Regular and ongoing maintenance for your roof
According to National Home Warranty, there are a number of seasonal and annual tasks which you, the owner, must do in order to care for your roof. Each of these tasks should be performed at the beginning of every new season or after a hail storm or hurricane.
The warranty service also advises, “After severe storms, do a visual inspection of the roof for damages. Notify your insurance company if you find pieces of shingles, or loose roofing tiles in the yard, or if the shingle edges have lifted or roof tiles have become damaged or displaced on the roof.”
In the case of asphalt shingled roofs, National Home Warranty notes, “The shingles on your roof do not require any maintenance except to ensure they are kept clear of debris and are intact. The less foot traffic on your roof the less likely it is that problems will occur.”
Roof maintenance tasks
- At the start of each new season, check the roof for loose shingles, tiles or shakes.
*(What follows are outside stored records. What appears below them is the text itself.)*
//! Form field value objects

use crate::phone::drop_last_digit;
use crate::validation::{validate_value, ValidationError};
use std::fmt;

/// Identifier of every field the vet-call form declares, in render order
#[derive(Debug, Clone, Copy, PartialEq, Eq, Hash, PartialOrd, Ord)]
pub enum FieldId {
    Name,
    Phone,
    Address,
    PetType,
    PetName,
    PetAge,
    Problem,
    Urgency,
    PreferredTime,
    Comments,
}

impl FieldId {
    pub const ALL: [FieldId; 10] = [
        FieldId::Name,
        FieldId::Phone,
        FieldId::Address,
        FieldId::PetType,
        FieldId::PetName,
        FieldId::PetAge,
        FieldId::Problem,
        FieldId::Urgency,
        FieldId::PreferredTime,
        FieldId::Comments,
    ];

    /// Key used for the field in the submission payload
    pub fn as_str(&self) -> &'static str {
        match self {
            Self::Name => "name",
            Self::Phone => "phone",
            Self::Address => "address",
            Self::PetType => "pet_type",
            Self::PetName => "pet_name",
            Self::PetAge => "pet_age",
            Self::Problem => "problem",
            Self::Urgency => "urgency",
            Self::PreferredTime => "preferred_time",
            Self::Comments => "comments",
        }
    }

    pub fn label(&self) -> &'static str {
        match self {
            Self::Name => "Ваше имя *",
            Self::Phone => "Телефон *",
            Self::Address => "Адрес *",
            Self::PetType => "Вид животного",
            Self::PetName => "Кличка питомца",
            Self::PetAge => "Возраст питомца",
            Self::Problem => "Описание проблемы *",
            Self::Urgency => "Срочность",
            Self::PreferredTime => "Удобное время",
            Self::Comments => "Комментарии",
        }
    }

    pub fn is_required(&self) -> bool {
        matches!(self, Self::Name | Self::Phone | Self::Address | Self::Problem)
    }

    pub fn kind(&self) -> FieldKind {
        match self {
            Self::PetType => FieldKind::Choice(&["cat", "dog", "bird", "rodent", "other"]),
            Self::Urgency => FieldKind::Choice(&["low", "medium", "high"]),
            Self::PreferredTime => FieldKind::Choice(&["morning", "afternoon", "evening"]),
            Self::Problem | Self::Comments => FieldKind::Multiline,
            _ => FieldKind::Text,
        }
    }
}

impl fmt::Display for FieldId {
    fn fmt(&self, f: &mut fmt::Formatter<'_>) -> fmt::Result {
        f.write_str(self.as_str())
    }
}

/// How a field is edited
#[derive(Debug, Clone, Copy, PartialEq, Eq)]
pub enum FieldKind {
    Text,
    Multiline,
    /// One of a fixed set of values; empty means "not chosen"
    Choice(&'static [&'static str]),
}

/// Represents a single form field with its value and current validity
#[derive(Debug, Clone)]
pub struct FormField {
    pub id: FieldId,
    pub label: String,
    pub value: String,
    pub required: bool,
    pub kind: FieldKind,
    /// Error shown next to the field; `None` means no annotation
    pub error: Option<ValidationError>,
}

impl FormField {
    /// Create an empty field as declared by its identifier
    pub fn new(id: FieldId) -> Self {
        Self {
            id,
            label: id.label().to_string(),
            value: String::new(),
            required: id.is_required(),
            kind: id.kind(),
            error: None,
        }
    }

    /// Create a field with an initial value
    #[cfg(test)]
    pub fn with_value(id: FieldId, value: impl Into<String>) -> Self {
        Self {
            value: value.into(),
            ..Self::new(id)
        }
    }

    pub fn is_multiline(&self) -> bool {
        matches!(self.kind, FieldKind::Multiline)
    }

    /// Trimmed value, as it would be submitted
    pub fn trimmed(&self) -> &str {
        self.value.trim()
    }

    pub fn is_blank(&self) -> bool {
        self.trimmed().is_empty()
    }

    /// Whether the error annotation is currently displayed
    pub fn shows_error(&self) -> bool {
        self.error.is_some()
    }

    /// Run the field's rules without touching its annotation
    pub fn check(&self) -> Result<(), ValidationError> {
        validate_value(self.id, self.required, &self.value)
    }

    /// Run the field's rules and attach or clear the error annotation
    pub fn validate(&mut self) -> bool {
        self.error = self.check().err();
        self.error.is_none()
    }

    /// Set the text value
    pub fn set_text(&mut self, value: impl Into<String>) {
        self.value = value.into();
    }

    /// Push a character to the field value (ignored for choice fields)
    pub fn push_char(&mut self, c: char) {
        if !matches!(self.kind, FieldKind::Choice(_)) {
            self.value.push(c);
        }
    }

    /// Remove the last character from the field value.
    /// The phone drops its last digit, since mask separators come back on reformat.
    pub fn pop_char(&mut self) {
        match self.kind {
            FieldKind::Choice(_) => self.value.clear(),
            _ if self.id == FieldId::Phone => self.value = drop_last_digit(&self.value),
            _ => {
                self.value.pop();
            }
        }
    }

    /// Move a choice field to the next option, wrapping through "not chosen"
    pub fn next_choice(&mut self) {
        if let FieldKind::Choice(options) = self.kind {
            let next = match options.iter().position(|o| *o == self.value) {
                None => options.first(),
                Some(i) => options.get(i + 1),
            };
            self.value = next.map(|s| s.to_string()).unwrap_or_default();
        }
    }

    /// Move a choice field to the previous option, wrapping through "not chosen"
    pub fn prev_choice(&mut self) {
        if let FieldKind::Choice(options) = self.kind {
            let prev = match options.iter().position(|o| *o == self.value) {
                None => options.last(),
                Some(0) => None,
                Some(i) => options.get(i - 1),
            };
            self.value = prev.map(|s| s.to_string()).unwrap_or_default();
        }
    }

    /// Get the display value for rendering
    pub fn display_value(&self) -> String {
        match self.kind {
            FieldKind::Choice(_) if self.value.is_empty() => "(не выбрано)".to_string(),
            FieldKind::Choice(_) => format!("◂ {} ▸", self.value),
            _ => self.value.clone(),
        }
    }
}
Make sure roof vents are in good condition and are not blocked with debris.
- Seasonally, remove debris (leaves, twigs, etc.) Depending on your homeowner's warranty, failure to do this may invalidate your warranty.
- Maintain the gutters and downspouts in clean condition free of debris so they are able to quickly drain water from the roof and the building.
- From inside your attic, look to see if any daylight is coming in through the roof or around chimneys (may indicate a leak or hole).
- Inspect the roof visually from the ground if possible (be safety conscious if you have to go on the roof or hire a contractor).
- If a roof leak occurs, try to detect the exact location while it is leaking. If the source of the leak can be spotted and marked it will make the repair job easier when conditions are dry and the repair can be carried out.
Your roof should keep you dry and snug for many years. Regular removal of debris, visual inspection and attention help prevent small problems from becoming big ones. For more details about your home’s roof, consult your owner's warranty and homeowner’s manual provided at your closing.